## ACTIVITY:
After locating the line with "follower.await.unwrap();", retype it and every later line exactly, stopping at the end of the records.
== RECORDED INFORMATION ==
use std::time::Duration;
use tokio::sync::watch;

pub const MIN_DELAY: Duration = Duration::from_millis(500);
pub const MAX_DELAY: Duration = Duration::from_millis(3000);
pub const DEFAULT_DELAY: Duration = Duration::from_millis(1000);

/// Источник текущего времени удержания
pub trait DelayConfigProvider: Send + Sync {
    /// Текущее значение, всегда в пределах [MIN_DELAY, MAX_DELAY]
    fn current_delay(&self) -> Duration;

    /// Подписка на изменения значения
    fn subscribe(&self) -> watch::Receiver<Duration>;
}

/// Время удержания, общее для ядра и перезагрузки конфигурации
pub struct DelaySettings {
    tx: watch::Sender<Duration>,
}

impl DelaySettings {
    pub fn new(delay: Duration) -> Self {
        let (tx, _rx) = watch::channel(Self::clamp(delay));
        Self { tx }
    }

    pub fn from_secs_f64(secs: f64) -> Self {
        Self::new(Self::duration_from_secs(secs))
    }

    /// Ноль (первый запуск) означает значение по умолчанию, остальное зажимается в диапазон
    pub fn clamp(delay: Duration) -> Duration {
        if delay.is_zero() {
            return DEFAULT_DELAY;
        }
        delay.clamp(MIN_DELAY, MAX_DELAY)
    }

    pub fn duration_from_secs(secs: f64) -> Duration {
        if !secs.is_finite() || secs <= 0.0 {
            Duration::ZERO
        } else {
            Duration::from_secs_f64(secs.min(MAX_DELAY.as_secs_f64() * 2.0))
        }
    }

    /// Подписчики уведомляются только при реальном изменении
    pub fn set_delay(&self, delay: Duration) {
        let clamped = Self::clamp(delay);
        self.tx.send_if_modified(|current| {
            if *current == clamped {
                false
            } else {
                *current = clamped;
                true
            }
        });
    }

    pub fn reset_to_default(&self) {
        self.set_delay(DEFAULT_DELAY);
    }
}

impl DelayConfigProvider for DelaySettings {
    fn current_delay(&self) -> Duration {
        *self.tx.borrow()
    }

    fn subscribe(&self) -> watch::Receiver<Duration> {
        self.tx.subscribe()
    }
}

/// Вызывает `on_change` на каждое новое значение, пока жив источник
pub async fn follow_delay(mut rx: watch::Receiver<Duration>, mut on_change: impl FnMut(Duration)) {
    while rx.changed().await.is_ok() {
        let delay = *rx.borrow_and_update();
        on_change(delay);
    }
}

#[cfg(test)]
mod tests {
    use super::*;

    #[test]
    fn test_delay_is_clamped() {
        let settings = DelaySettings::new(Duration::from_millis(100));
        assert_eq!(settings.current_delay(), MIN_DELAY);

        settings.set_delay(Duration::from_secs(10));
        assert_eq!(settings.current_delay(), MAX_DELAY);

        settings.set_delay(Duration::from_millis(1500));
        assert_eq!(settings.current_delay(), Duration::from_millis(1500));
    }

    #[test]
    fn test_zero_means_default() {
        let settings = DelaySettings::from_secs_f64(0.0);
        assert_eq!(settings.current_delay(), DEFAULT_DELAY);

        let settings = DelaySettings::from_secs_f64(f64::NAN);
        assert_eq!(settings.current_delay(), DEFAULT_DELAY);
    }

    #[tokio::test]
    async fn test_change_notification() {
        let settings = DelaySettings::new(DEFAULT_DELAY);
        let mut rx = settings.subscribe();

        settings.set_delay(Duration::from_secs(2));
        rx.changed().await.unwrap();
        assert_eq!(*rx.borrow_and_update(), Duration::from_secs(2));

        // Повторная установка того же значения не уведомляет
        settings.set_delay(Duration::from_secs(2));
        assert!(!rx.has_changed().unwrap());

        settings.reset_to_default();
        assert!(rx.has_changed().unwrap());
        assert_eq!(settings.current_delay(), DEFAULT_DELAY);
    }

    #[tokio::test]
    async fn test_follow_delay_sees_only_real_changes() {
        let settings = DelaySettings::new(DEFAULT_DELAY);
        let (seen_tx, mut seen) = tokio::sync::mpsc::unbounded_channel();
        let follower = tokio::spawn(follow_delay(settings.subscribe(), move |delay| {
            let _ = seen_tx.send(delay);
        }));

        settings.set_delay(Duration::from_secs(2));
        assert_eq!(seen.recv().await, Some(Duration::from_secs(2)));

        settings.set_delay(Duration::from_secs(2));
        settings.set_delay(Duration::from_secs(60));
        assert_eq!(seen.recv().await, Some(MAX_DELAY));

        drop(settings);
        follower.await.unwrap();
        assert_eq!(seen.recv().await, None);
    }
}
===
## TASK RESPONSE:
        follower.await.unwrap();
        assert_eq!(seen.recv().await, None);
    }
}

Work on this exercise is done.